DOMENICA, 19 GENNAIO 2003
 
Pagina 27 – Economia
 
IL CASO
 
Solo 1.794 aziende hanno sfruttato le agevolazioni
 
Il lavoro è ancora "nero" l´emersione ha fatto flop
 
 
Ecco i dati della prima fase del progetto del governo
 
 

ROMA – L´operazione emersione dal lavoro sommerso finora ha fatto flop.
In base alle dichiarazioni «automatiche» presentate entro il termine del 30 novembre scorso all´Agenzia delle Entrate, infatti, solo 1.794 aziende sono uscite allo scoperto, regolarizzando la posizione dei propri dipendenti. E di queste, 1.090 imprese avevano già una posizione Inps ed erano quindi note all´Istituto, mentre 704 si sono iscritte per la prima volta e quindi operavano totalmente in nero.

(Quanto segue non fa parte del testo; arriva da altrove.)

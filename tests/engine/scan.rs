use super::common::*;
use probekit::cancel::CancelSignal;
use probekit::catalog::Catalog;
use probekit::enums::{RunOutcome, TemplateKind};
use probekit::protocols::{HttpExecutor, ProtocolExecutor};
use probekit::scan::{ChannelSink, CollectingSink, Scanner};
use std::sync::Arc;
use tokio::sync::mpsc;

const EXPOSED_ENV: &str = r#"
id: exposed-env
info:
  name: Exposed .env file
  author: probe
  severity: high
  tags: [exposure, config]
requests:
  - protocol: http
    path: ["{{BaseURL}}/.env"]
    matchers-condition: and
    matchers:
      - type: status
        status: [200]
      - type: word
        words: ["DB_PASSWORD="]
"#;

const SERVER_HEADER: &str = r#"
id: powered-by
info:
  severity: info
requests:
  - protocol: http
    path: ["{{BaseURL}}/"]
    matchers:
      - type: word
        part: header
        words: ["probe-test"]
"#;

fn real_http() -> Arc<dyn ProtocolExecutor> {
    Arc::new(HttpExecutor::new(&quiet_config()).expect("client builds"))
}

#[tokio::test]
async fn cross_product_is_scanned_and_summarized() {
    let vulnerable = spawn_http(vec![("/.env", 200, "DB_PASSWORD=hunter2\n"), ("/", 200, "home")]).await;
    let clean = spawn_http(vec![("/", 200, "home")]).await;

    let catalog = Catalog::new(vec![template(EXPOSED_ENV), template(SERVER_HEADER)]);
    let scanner = Scanner::new(engine_with(quiet_config(), vec![real_http()]), catalog);
    let sink = CollectingSink::new();
    let targets = vec![vulnerable.base.clone(), clean.base.clone()];

    let summary = scanner.scan_all(&targets, &sink, &CancelSignal::new()).await;

    assert_eq!(summary.total_runs(), 4);
    // .env on one target, the header on both.
    assert_eq!(summary.matched, 3);
    assert_eq!(summary.unmatched, 1);
    assert_eq!(summary.failed, 0);
    assert_eq!(summary.records, 3);
    assert_eq!(summary.exit_code(), 0);
    assert!(!summary.interrupted);

    let records = sink.records();
    assert_eq!(records.len(), 3);
    let env = records.iter().find(|r| r.template_id == "exposed-env").unwrap();
    assert_eq!(env.target, vulnerable.base);
    assert_eq!(env.matched_at, format!("{}/.env", vulnerable.base));
    assert_eq!(env.template_name.as_deref(), Some("Exposed .env file"));
    assert_eq!(env.tags, vec!["exposure", "config"]);
    assert_eq!(env.severity, probekit::SeverityLevel::High);
}

#[tokio::test]
async fn channel_sink_streams_records() {
    let server = spawn_http(vec![("/", 200, "home")]).await;
    let scanner = Scanner::new(
        engine_with(quiet_config(), vec![real_http()]),
        Catalog::new(vec![template(SERVER_HEADER)]),
    );
    let (tx, mut rx) = mpsc::channel(8);
    let sink = ChannelSink::new(tx);

    let summary = scanner
        .scan_all(&[server.base.clone()], &sink, &CancelSignal::new())
        .await;
    drop(sink);

    assert_eq!(summary.matched, 1);
    let record = rx.recv().await.expect("one record");
    assert_eq!(record.template_id, "powered-by");
    assert!(rx.recv().await.is_none());
}

#[tokio::test]
async fn severity_filter_narrows_the_run_set() {
    let server = spawn_http(vec![("/", 200, "home")]).await;
    let catalog = Catalog::new(vec![template(EXPOSED_ENV), template(SERVER_HEADER)]);
    let selected = catalog.select(TemplateKind::Template, &["high,critical"]);
    assert_eq!(selected.len(), 1);

    let scanner = Scanner::new(engine_with(quiet_config(), vec![real_http()]), catalog);
    let sink = CollectingSink::new();
    let summary = scanner
        .run(&[server.base.clone()], &selected, &sink, &CancelSignal::new())
        .await;

    assert_eq!(summary.total_runs(), 1);
    assert_eq!(summary.runs[0].template_id, "exposed-env");
    assert_eq!(summary.runs[0].outcome, RunOutcome::Unmatched);
    assert!(sink.is_empty());
}

#[tokio::test]
async fn workflows_run_alongside_templates() {
    let server = spawn_http(vec![("/", 200, "home"), ("/.env", 200, "DB_PASSWORD=x")]).await;
    let workflow = template(
        r#"
id: env-after-banner
workflows:
  - template: powered-by
    subtemplates:
      - template: exposed-env
"#,
    );
    let catalog = Catalog::new(vec![template(SERVER_HEADER), template(EXPOSED_ENV), workflow]);
    let scanner = Scanner::new(engine_with(quiet_config(), vec![real_http()]), catalog);
    let sink = CollectingSink::new();

    let summary = scanner
        .scan_all(&[server.base.clone()], &sink, &CancelSignal::new())
        .await;

    // Two plain templates plus one workflow.
    assert_eq!(summary.total_runs(), 3);
    assert_eq!(summary.matched, 3);
    let from_workflow: Vec<_> = sink
        .records()
        .into_iter()
        .filter(|r| r.workflow_id.as_deref() == Some("env-after-banner"))
        .map(|r| r.template_id)
        .collect();
    assert_eq!(from_workflow, vec!["powered-by", "exposed-env"]);
}

#[tokio::test]
async fn missing_executor_is_a_config_failure_not_fatal() {
    let catalog = Catalog::new(vec![template(
        r#"
id: dns-only
dns:
  - name: "{{FQDN}}"
    matchers:
      - type: status
        status: [0]
"#,
    )]);
    let scanner = Scanner::new(engine_with(quiet_config(), vec![real_http()]), catalog);
    let sink = CollectingSink::new();
    let summary = scanner
        .scan_all(&["example.com".to_string()], &sink, &CancelSignal::new())
        .await;

    // The block is skipped with a warning; the run itself completes.
    assert_eq!(summary.unmatched, 1);
    assert_eq!(summary.exit_code(), 0);
}

/// Answers at once, except `/slow`, which waits for `release`.
struct Gated {
    release: Arc<tokio::sync::Notify>,
}

#[async_trait::async_trait]
impl ProtocolExecutor for Gated {
    fn protocol(&self) -> probekit::Protocol {
        probekit::Protocol::Http
    }

    fn compile(
        &self,
        block: &probekit::RequestBlock,
        vars: &probekit::Variables,
    ) -> Vec<Result<probekit::protocols::CompiledRequest, probekit::ExecError>> {
        match &block.request {
            probekit::ProtocolRequest::Http(request) => {
                probekit::protocols::http::compile_http(request, vars)
            }
            _ => vec![Err(probekit::ExecError::config("not an http block"))],
        }
    }

    async fn execute(
        &self,
        request: &probekit::protocols::CompiledRequest,
    ) -> Result<probekit::ResponseView, probekit::ExecError> {
        if request.endpoint.ends_with("/slow") {
            self.release.notified().await;
        }
        Ok(http_view(request, 200, "ok"))
    }
}

#[tokio::test]
async fn records_stream_while_the_workflow_is_still_running() {
    let fast = template(
        "id: fast-step\nrequests:\n  - protocol: http\n    path: [\"{{BaseURL}}/fast\"]\n    matchers:\n      - type: status\n        status: [200]\n",
    );
    let slow = template(
        "id: slow-step\nrequests:\n  - protocol: http\n    path: [\"{{BaseURL}}/slow\"]\n    matchers:\n      - type: status\n        status: [200]\n",
    );
    let workflow = template(
        r#"
id: fast-then-slow
workflows:
  - template: fast-step
    subtemplates:
      - template: slow-step
"#,
    );
    let release = Arc::new(tokio::sync::Notify::new());
    let gated: Arc<dyn ProtocolExecutor> = Arc::new(Gated {
        release: release.clone(),
    });
    let catalog = Catalog::new(vec![fast, slow, workflow]);
    let scanner = Scanner::new(engine_with(quiet_config(), vec![gated]), catalog);
    let (tx, mut rx) = mpsc::channel(8);
    let sink = ChannelSink::new(tx);
    let cancel = CancelSignal::new();
    let targets = vec!["http://app.test".to_string()];
    let selected = scanner.catalog().select(TemplateKind::Workflow, &[] as &[&str]);

    let scan = scanner.run(&targets, &selected, &sink, &cancel);
    let observe = async {
        let first = tokio::time::timeout(std::time::Duration::from_secs(2), rx.recv())
            .await
            .expect("the first step's record arrives before the workflow ends")
            .expect("channel open");
        release.notify_one();
        first
    };
    let (summary, first) = tokio::join!(scan, observe);
    drop(sink);

    assert_eq!(first.template_id, "fast-step");
    assert_eq!(summary.matched, 1);
    assert_eq!(summary.records, 2);
    let second = rx.recv().await.expect("second record");
    assert_eq!(second.template_id, "slow-step");
    assert!(rx.recv().await.is_none());
}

La Lombardia è la Regione dove sono emerse più aziende (297), seguita da vicino dal Lazio (280) e, via via più staccate, da Calabria (211), Piemonte (148), Puglia (140) e Campania (139). In Valle D´Aosta è stata presentata solo 1 dichiarazione automatica di emersione dal sommerso. E poche «confessioni» ci sono state anche in Trentino-Alto Adige (10), Molise (12) e Abruzzo (13).
Il Lazio, invece, è la Regione dove è stato maggiore il numero di aziende emerse completamente dal nero (115), seguita a buona distanza da Lombardia (97), dal Piemonte (77) e dalla Campania (70). In Valle D´Aosta e Trentino, inoltre, nessuna azienda è emersa dal nero, mentre in Friuli Venezia Giulia sono uscite allo scoperto in 3, in Molise 5, in Abruzzo, Marche e Liguria 8 a testa.
Per ora, quindi, le agevolazioni per uscire dal sommerso inserite dal premier Silvio Berlusconi nella legge dei 100 giorni, non hanno sortito l´effetto sperato. Certo, meglio 700 aziende emerse completamente dal nero che niente, ma ci si aspettavano ben altri risultati. Risultati che l´esecutivo spera di ottenere con la seconda fase dell´operazione di emersione (definita «progressiva»), che scadrà a metà maggio e in cui avranno un ruolo fondamentale i Cles, i Comitati provinciali per l´emersione.